Multiple check files are merged at startup into a single ChecksLibrary in memory. The id field must be globally unique across all files.

Check Field Reference

`id`

Type: string — Required

Unique identifier for this check across the entire library. Used to bind checks to templates via the checks: list on a DeviceTemplate or RackTemplate.

id: node_up

Convention: use snake_case, prefix with the subsystem name (ipmi_, eseries_, pdu_).

`name`

Type: string — Required

Human-readable display name shown in the UI (Checks Editor, device detail view, alert lists).

name: Node up

`scope`

Type: "node" | "chassis" | "rack" — Required

Controls which set of IDs is substituted into the PromQL placeholder:

Scope	Placeholder	Description
`node`	`$instances`	Individual Prometheus instance names (one per compute node, storage controller, etc.)
`chassis`	`$chassis`	Chassis identifiers for multi-node devices
`rack`	`$racks`	Rack identifiers for infrastructure-level checks (PDUs, cooling)

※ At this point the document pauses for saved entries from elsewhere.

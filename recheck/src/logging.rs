//! Development-time tracing for debugging batch runs.
//!
//! Diagnostics go to stderr and are controlled by `RUST_LOG`. The CSV report
//! is the product output and is unaffected by the filter.

use tracing_subscriber::{EnvFilter, fmt, layer::SubscriberExt, util::SubscriberInitExt};

/// Initialize the tracing subscriber.
///
/// Reads `RUST_LOG`, defaulting to `warn` if unset. Output: stderr, compact
/// format.
pub fn init() {
    let filter = EnvFilter::try_from_default_env().unwrap_or_else(|_| EnvFilter::new("warn"));

    tracing_subscriber::registry()
        .with(filter)
        .with(fmt::layer().with_writer(std::io::stderr).compact())
        .init();
}
//! Deadline-enforced checker execution.
//!
//! The checker runs in a child interpreter so that a CPU-bound infinite loop
//! can be killed outright. The parent's only blocking point is the bounded
//! wait on the child; per artifact the lifecycle is
//! `Start → ChildLaunched → {Completed | TimedOut | Crashed}`, mapped onto
//! [`ExecutionVerdict`]. No retries: one timeout or exception is terminal
//! for the artifact.

use anyhow::Result;
use tracing::{debug, instrument};

use crate::python::PythonRuntime;
use crate::recover::RecoveredSet;
use crate::verdict::ExecutionVerdict;

/// Run `checker` from the recovered set under isolation.
///
/// A missing checker is a recovery failure, not a checker failure: it yields
/// [`ExecutionVerdict::NotFound`] without spawning a child. Checker
/// assertion failures, runtime errors, and timeouts all come back as
/// verdicts rather than errors, so one hostile artifact cannot abort a
/// batch.
#[instrument(skip_all, fields(checker = %checker))]
pub fn run_checker(
    set: &RecoveredSet,
    checker: &str,
    runtime: &PythonRuntime,
) -> Result<ExecutionVerdict> {
    if !set.contains(checker) {
        debug!("checker not recovered");
        return Ok(ExecutionVerdict::NotFound);
    }
    let verdict = runtime.run_checker(&set.program(), checker)?;
    debug!(verdict = ?verdict, "checker finished");
    Ok(verdict)
}

#[cfg(test)]
mod tests {
    use super::*;
    use crate::python::ExecLimits;

    #[test]
    fn empty_set_is_not_found_without_spawning() {
        // An interpreter that cannot exist proves no child was launched.
        let runtime = PythonRuntime::new(
            "definitely-not-an-interpreter",
            ExecLimits::default_limits(),
        );
        let set = RecoveredSet::default();
        let verdict = run_checker(&set, "test_check", &runtime).expect("verdict");
        assert_eq!(verdict, ExecutionVerdict::NotFound);
    }
}
//! Child-interpreter plumbing shared by trial loading and checker execution.
//!
//! Every evaluation spawns a fresh `python3` child with the program delivered
//! on stdin. The child is the fault domain: it is killed unconditionally when
//! the deadline passes, and its standard streams never reach this process's
//! own. Cooperative cancellation is not an option here: the code under test
//! is untrusted and a CPU-bound loop never reaches a cancellation point.

use std::io::{Read, Write};
use std::process::{Child, Command, Stdio};
use std::time::Duration;

use anyhow::{Context, Result, bail};
use serde::Deserialize;
use tracing::{trace, warn};
use wait_timeout::ChildExt;

use crate::recover::{BlockEvaluator, LoadOutcome};
use crate::verdict::ExecutionVerdict;

/// Limits applied to every child interpreter.
#[derive(Debug, Clone, Copy)]
pub struct ExecLimits {
    /// Maximum wall-clock time before the child is killed.
    pub deadline: Duration,
}

impl ExecLimits {
    /// Default deadline: 2 seconds. Checkers are unit-style tests; a hang
    /// means the recovered code is broken, not slow.
    pub fn default_limits() -> Self {
        Self {
            deadline: Duration::from_secs(2),
        }
    }
}

const LOAD_EXIT_SYNTAX: i32 = 3;
const LOAD_EXIT_RUNTIME: i32 = 4;

/// Trial-load driver. Reads the candidate program from stdin and reports the
/// load outcome through the exit code. `input()` is replaced up front so a
/// stray interactive read cannot stall the trial, and both streams are
/// pointed at the null device.
const LOAD_DRIVER: &str = r#"
import builtins, os, sys
src = sys.stdin.read()
builtins.input = lambda prompt='': '42'
sink = open(os.devnull, 'w')
sys.stdout = sink
sys.stderr = sink
try:
    code = compile(src, '<artifact>', 'exec')
except SyntaxError:
    sys.exit(3)
try:
    exec(code, {'__name__': '__recovery__'})
except BaseException:
    sys.exit(4)
"#;

/// Checker driver. Runs the recovered program from stdin in a fresh
/// namespace, then calls the checker named at the `__CHECKER__` marker. The
/// real stdout is duplicated onto a private channel fd before fds 1 and 2
/// are pointed at the null device. Anything the checker prints (even via
/// `sys.__stdout__` or raw fd writes) is discarded while the single JSON
/// verdict record still reaches the parent.
const CHECK_DRIVER: &str = r#"
import builtins, json, os, sys
src = sys.stdin.read()
builtins.input = lambda prompt='': '42'
channel = os.fdopen(os.dup(1), 'w')
sink = open(os.devnull, 'w')
os.dup2(sink.fileno(), 1)
os.dup2(sink.fileno(), 2)
sys.stdout = sink
sys.stderr = sink
try:
    ns = {'__name__': '__recovery__'}
    exec(compile(src, '<artifact>', 'exec'), ns)
    fn = ns.get('__CHECKER__')
    if not callable(fn):
        record = {'status': 'missing'}
    else:
        value = fn()
        try:
            encoded = json.dumps(value)
        except (TypeError, ValueError):
            encoded = json.dumps(repr(value))
        record = {'status': 'success', 'value': json.loads(encoded)}
except BaseException as exc:
    record = {'status': 'exception', 'kind': type(exc).__name__, 'message': str(exc)}
channel.write(json.dumps(record) + '\n')
channel.flush()
"#;

/// One-shot record the child writes on its verdict channel.
#[derive(Debug, Deserialize)]
#[serde(tag = "status", rename_all = "snake_case")]
enum ChildRecord {
    Success {
        #[serde(default)]
        value: serde_json::Value,
    },
    Exception {
        kind: String,
        message: String,
    },
    Missing,
}

/// Spawns child interpreters for trial loads and checker runs.
#[derive(Debug, Clone)]
pub struct PythonRuntime {
    python: String,
    limits: ExecLimits,
}

impl PythonRuntime {
    pub fn new(python: impl Into<String>, limits: ExecLimits) -> Self {
        Self {
            python: python.into(),
            limits,
        }
    }

    pub fn with_default_limits() -> Self {
        Self::new("python3", ExecLimits::default_limits())
    }

    pub fn limits(&self) -> ExecLimits {
        self.limits
    }

    /// Run the checker named `checker` against the recovered program.
    ///
    /// Callers decide `NotFound` before spawning; the child's own `missing`
    /// record is only a backstop and maps to the same verdict.
    pub fn run_checker(&self, program: &str, checker: &str) -> Result<ExecutionVerdict> {
        validate_identifier(checker)?;
        let driver = CHECK_DRIVER.replace("__CHECKER__", checker);

        let mut child = Command::new(&self.python)
            .arg("-c")
            .arg(driver)
            .stdin(Stdio::piped())
            .stdout(Stdio::piped())
            .stderr(Stdio::null())
            .spawn()
            .with_context(|| format!("spawn {}", self.python))?;
        feed_stdin(&mut child, program)?;

        let status = match child
            .wait_timeout(self.limits.deadline)
            .context("wait for checker")?
        {
            Some(status) => status,
            None => {
                warn!(
                    deadline_secs = self.limits.deadline.as_secs_f64(),
                    "checker deadline exceeded, killing child"
                );
                child.kill().ok();
                child.wait().context("reap killed checker")?;
                return Ok(ExecutionVerdict::Timeout);
            }
        };

        let mut raw = String::new();
        if let Some(mut out) = child.stdout.take() {
            out.read_to_string(&mut raw).context("read verdict channel")?;
        }
        trace!(exit_code = ?status.code(), channel_bytes = raw.len(), "checker child exited");
        Ok(decode_record(&raw, status.code()))
    }
}

impl BlockEvaluator for PythonRuntime {
    fn try_load(&mut self, program: &str) -> Result<LoadOutcome> {
        let mut child = Command::new(&self.python)
            .arg("-c")
            .arg(LOAD_DRIVER)
            .stdin(Stdio::piped())
            .stdout(Stdio::null())
            .stderr(Stdio::null())
            .spawn()
            .with_context(|| format!("spawn {}", self.python))?;
        feed_stdin(&mut child, program)?;

        let status = match child
            .wait_timeout(self.limits.deadline)
            .context("wait for trial load")?
        {
            Some(status) => status,
            None => {
                child.kill().ok();
                child.wait().context("reap killed trial")?;
                return Ok(LoadOutcome::TimedOut);
            }
        };
        Ok(match status.code() {
            Some(0) => LoadOutcome::Loaded,
            Some(LOAD_EXIT_SYNTAX) => LoadOutcome::SyntaxError,
            Some(LOAD_EXIT_RUNTIME) => LoadOutcome::RuntimeError,
            // Killed by a signal or an interpreter abort: not loadable.
            _ => LoadOutcome::RuntimeError,
        })
    }
}

fn feed_stdin(child: &mut Child, program: &str) -> Result<()> {
    let mut stdin = child.stdin.take().context("child stdin unavailable")?;
    stdin
        .write_all(program.as_bytes())
        .context("write program to child")?;
    // Dropping stdin closes the pipe; the driver reads until EOF.
    Ok(())
}

/// Decode the last parseable record on the channel. The checker cannot write
/// to the channel fd, but scanning from the end keeps decoding robust if the
/// interpreter itself emits anything unexpected.
fn decode_record(raw: &str, exit_code: Option<i32>) -> ExecutionVerdict {
    for line in raw.lines().rev() {
        if let Ok(record) = serde_json::from_str::<ChildRecord>(line) {
            return match record {
                ChildRecord::Success { value } => ExecutionVerdict::Success { value },
                ChildRecord::Exception { kind, message } => {
                    ExecutionVerdict::Exception { kind, message }
                }
                ChildRecord::Missing => ExecutionVerdict::NotFound,
            };
        }
    }
    // Child died without reporting (os._exit, interpreter abort).
    let message = match exit_code {
        Some(code) => format!("child exited with code {code} without a verdict"),
        None => "child was killed by a signal without a verdict".to_string(),
    };
    ExecutionVerdict::Exception {
        kind: "ChildExit".to_string(),
        message,
    }
}

fn validate_identifier(name: &str) -> Result<()> {
    let mut chars = name.chars();
    let Some(first) = chars.next() else {
        bail!("checker name must be non-empty");
    };
    let head_ok = first.is_ascii_alphabetic() || first == '_';
    if !head_ok || !chars.all(|ch| ch.is_ascii_alphanumeric() || ch == '_') {
        bail!("checker name {name:?} is not a plain identifier");
    }
    Ok(())
}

A node-scoped check runs once per device and evaluates the health of individual instances. A rack-scoped check evaluates infrastructure attached to the rack as a whole.

`kind`

Type: string | null — Optional

A grouping tag used for filtering and display in the UI. Common values used in the built-in library:

Kind	Used for
`core`	Basic availability checks (node_up, reboot) applied to all servers
`ipmi`	IPMI hardware sensor checks
`eseries`	NetApp E-Series storage checks
`server`	General server health checks
`switch`	Network switch checks
`storage`	Generic storage checks
`pdu`	Power distribution unit checks
`cooling`	Cooling and thermal checks
`network`	Network interface checks

The kind field is free-form — you can define your own values for custom check families.

`expr`

Type: string — Required

A PromQL expression with Rackscope placeholders. The Telemetry Planner replaces placeholders with actual IDs from the topology before sending the query to Prometheus.

Placeholders:

Placeholder	Replaced with	Example result
`$instances`	`node01\|node02\|node03\|...`	`up{instance=~"node01\|node02\|node03"}`
`$chassis`	Chassis IDs	`chassis_metric{chassis=~"chassis01\|chassis02"}`
`$racks`	Rack IDs	`pdu_power{rack=~"r01-01\|r01-02"}`
`$jobs`	Slurm job IDs	`slurm_job_state{job=~"12345\|12346"}`

The instance=~"$instances" pattern is the most common. It matches any instance whose name is in the batched regex. Never use a static instance name in a check expression — always use a placeholder.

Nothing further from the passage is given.